We may be tempted to let our negative emotions hijack and derail us, taking us out of a situation when triggered by what someone says and taking us down an anxious, isolating, angry path. Presence helps us recognize and regulate such emotions so that we can remain connected.

We may be tempted to retreat to our phones and miss the beauty around us, whether the beauty of nature or the beauty we might discover through conversation or simply observation of other people. Presence helps us keep our heads up.

We may be tempted to impose our ideas and expectations on others, possibly neglecting their feelings, thoughts, abilities, passions, hopes, and concerns. Presence helps us see others as they are, prior to our wishes for them.

We may be tempted to be armchair critics, weighing in on problems with which we have little experience and on people with whom we have had minimal encounters. Presence forces us to show up, to be physically present, as a way of supporting others and as a means of forming more thoughtful opinions.

We may be tempted to separate ourselves from those we disagree with, finding it easier to divide and then assemble with like-minded people who seemingly impose less of a threat to our present way of seeing, doing, and being. Presence helps us stay together.

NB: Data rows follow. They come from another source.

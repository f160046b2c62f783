//! In-memory imitation of the Softaculous panel endpoint.
//!
//! Serves `/frontend/x3/softaculous/index.live.php` over plain HTTP, checks
//! Basic auth against `USERNAME`/`PASSWORD`, dispatches on `act`, and answers
//! in PHP-serialized form (`api=serialize`) or JSON (`api=json`). Requests
//! without `api` get the HTML page a browser would. Every authorised request
//! is recorded so tests can inspect what reached the server.

pub mod php;

use std::collections::{BTreeMap, HashMap};
use std::sync::Arc;

use axum::{
    extract::{Query, RawQuery, State},
    http::{header, HeaderMap, Method, StatusCode},
    response::{IntoResponse, Response},
    routing::get,
    Router,
};
use base64::engine::general_purpose::STANDARD;
use base64::Engine;
use serde::Serialize;
use serde_json::{json, Value};
use tokio::{net::TcpListener, sync::RwLock};

pub const USERNAME: &str = "admin";
pub const PASSWORD: &str = "secret";
pub const ENDPOINT_PATH: &str = "/frontend/x3/softaculous/index.live.php";

/// Installable scripts: (soft id, name, current version).
const CATALOG: &[(&str, &str, &str)] = &[
    ("26", "WordPress", "6.4.2"),
    ("413", "Joomla", "5.0.1"),
    ("543", "Drupal", "10.2.0"),
];

/// Version recorded for imported installations, behind the catalog.
const IMPORTED_VERSION: &str = "0.9";

#[derive(Debug, Clone, Serialize, PartialEq, Eq)]
pub struct RecordedRequest {
    pub method: String,
    pub query: String,
}

#[derive(Debug, Clone)]
struct Installation {
    soft: String,
    version: String,
    domain: String,
    directory: String,
}

#[derive(Debug, Default)]
struct Panel {
    installations: BTreeMap<String, Installation>,
    backups: BTreeMap<String, String>,
    next_id: u64,
    requests: Vec<RecordedRequest>,
}

/// Shared panel state. Clones share the same panel.
#[derive(Clone, Default)]
pub struct MockState {
    panel: Arc<RwLock<Panel>>,
}

impl MockState {
    pub fn new() -> Self {
        Self::default()
    }

    pub async fn requests(&self) -> Vec<RecordedRequest> {
        self.panel.read().await.requests.clone()
    }
}

pub fn app() -> Router {
    app_with(MockState::new())
}

pub fn app_with(state: MockState) -> Router {
    Router::new()
        .route(ENDPOINT_PATH, get(handle).post(handle))
        .with_state(state)
}

pub async fn run(listener: TcpListener) -> Result<(), std::io::Error> {
    axum::serve(listener, app()).await
}

pub async fn run_with(listener: TcpListener, state: MockState) -> Result<(), std::io::Error> {
    axum::serve(listener, app_with(state)).await
}

fn expected_authorization() -> String {
    format!("Basic {}", STANDARD.encode(format!("{USERNAME}:{PASSWORD}")))
}

async fn handle(
    State(state): State<MockState>,
    method: Method,
    headers: HeaderMap,
    RawQuery(raw): RawQuery,
    Query(pairs): Query<Vec<(String, String)>>,
) -> Response {
    let authorized = headers
        .get(header::AUTHORIZATION)
        .and_then(|v| v.to_str().ok())
        .is_some_and(|v| v == expected_authorization());
    if !authorized {
        tracing::warn!(%method, "rejected request with bad credentials");
        return (StatusCode::UNAUTHORIZED, "Unauthorized").into_response();
    }

    let query = raw.unwrap_or_default();
    tracing::info!(%method, %query, "panel request");

    let params: HashMap<String, String> = pairs.into_iter().collect();
    let mut panel = state.panel.write().await;
    panel.requests.push(RecordedRequest {
        method: method.to_string(),
        query,
    });

    let Some(format) = params.get("api").cloned() else {
        return html("Softaculous - Home");
    };
    let Some(body) = dispatch(&mut panel, &params) else {
        return html("Unknown action");
    };

    match format.as_str() {
        "json" => ([(header::CONTENT_TYPE, "application/json")], php::json_encode(&body)).into_response(),
        _ => ([(header::CONTENT_TYPE, "text/plain")], php::to_string(&body)).into_response(),
    }
}

fn html(title: &str) -> Response {
    (
        [(header::CONTENT_TYPE, "text/html")],
        format!("<html><head><title>{title}</title></head><body></body></html>"),
    )
        .into_response()
}

fn failure(message: &str) -> Value {
    json!({ "error": [message] })
}

/// Reply document for `act`, or `None` when the action is unknown.
fn dispatch(panel: &mut Panel, params: &HashMap<String, String>) -> Option<Value> {
    let param = |key: &str| params.get(key).map(String::as_str);

    let reply = match param("act") {
        None => list_scripts(),
        Some("software") => match param("soft").and_then(catalog_entry) {
            Some((soft, _, version)) => {
                let insid = panel.install(soft, version, param("softdomain"), param("softdirectory"));
                json!({ "done": true, "insid": insid })
            }
            None => failure("Invalid script"),
        },
        Some("import") => match param("soft").and_then(catalog_entry) {
            Some((soft, _, _)) => {
                let insid = panel.install(soft, IMPORTED_VERSION, param("softdomain"), None);
                json!({ "done": true, "insid": insid })
            }
            None => failure("Invalid script"),
        },
        Some("upgrade") => match param("insid").and_then(|id| panel.installations.get_mut(id)) {
            Some(install) => {
                if let Some((_, _, version)) = catalog_entry(&install.soft) {
                    install.version = version.to_string();
                }
                json!({ "done": true })
            }
            None => failure("Installation not found"),
        },
        Some("remove") => match param("insid").and_then(|id| panel.installations.remove(id)) {
            Some(_) => json!({ "done": true }),
            None => failure("Installation not found"),
        },
        Some("installations") => panel.installations_reply(param("showupdates") == Some("true")),
        Some("backup") => match param("insid") {
            Some(insid) if panel.installations.contains_key(insid) => {
                panel.next_id += 1;
                let name = format!("backup_time_{insid}_{}.tar.gz", panel.next_id);
                panel.backups.insert(name.clone(), insid.to_string());
                json!({ "done": true, "backup": name })
            }
            _ => failure("Installation not found"),
        },
        Some("restore") => match param("restore") {
            Some(name) if panel.backups.contains_key(name) => json!({ "done": true }),
            _ => failure("Backup not found"),
        },
        Some("backups") => {
            if let Some(name) = param("download") {
                match panel.backups.get(name) {
                    Some(insid) => json!({ "download": name, "insid": insid }),
                    None => failure("Backup not found"),
                }
            } else if let Some(name) = param("remove") {
                match panel.backups.remove(name) {
                    Some(_) => json!({ "done": true }),
                    None => failure("Backup not found"),
                }
            } else {
                panel.backups_reply()
            }
        }
        Some(_) => return None,
    };
    Some(reply)
}

fn catalog_entry(soft: &str) -> Option<(&'static str, &'static str, &'static str)> {
    CATALOG.iter().copied().find(|(id, _, _)| *id == soft)
}

fn list_scripts() -> Value {
    let scripts: serde_json::Map<String, Value> = CATALOG
        .iter()
        .map(|(id, name, version)| (id.to_string(), json!({ "name": name, "ver": version })))
        .collect();
    json!({ "time_taken": 0.5, "iscripts": scripts })
}

impl Panel {
    fn install(&mut self, soft: &str, version: &str, domain: Option<&str>, directory: Option<&str>) -> String {
        self.next_id += 1;
        let insid = format!("{soft}_{}", self.next_id);
        self.installations.insert(
            insid.clone(),
            Installation {
                soft: soft.to_string(),
                version: version.to_string(),
                domain: domain.unwrap_or("example.com").to_string(),
                directory: directory.unwrap_or_default().to_string(),
            },
        );
        insid
    }

    fn installations_reply(&self, updates_only: bool) -> Value {
        let mut by_script: BTreeMap<String, serde_json::Map<String, Value>> = BTreeMap::new();
        for (insid, install) in &self.installations {
            let latest = catalog_entry(&install.soft).map(|(_, _, v)| v);
            let has_update = latest.is_some_and(|v| v != install.version);
            if updates_only && !has_update {
                continue;
            }
            by_script.entry(install.soft.clone()).or_default().insert(
                insid.clone(),
                json!({
                    "softdomain": install.domain,
                    "softpath": install.directory,
                    "ver": install.version,
                }),
            );
        }
        json!({ "installations": by_script })
    }

    fn backups_reply(&self) -> Value {
        let mut by_install: BTreeMap<String, Vec<Value>> = BTreeMap::new();
        for (name, insid) in &self.backups {
            by_install
                .entry(insid.clone())
                .or_default()
                .push(json!({ "name": name }));
        }
        json!({ "backups": by_install })
    }
}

Like most virtues, presence can be overdone. There is a point at which remaining present could lead you to neglect other important responsibilities and people, to undervalue your own contributions and needs, or to remain dangerously long in a situation or relationship that is destructive to you. You can be too present.

But in my experience, the more frequently-occurring problem is not being too present but, rather, not being present enough.

And when I fail to be present, I easily fail to love others as they ought to be loved.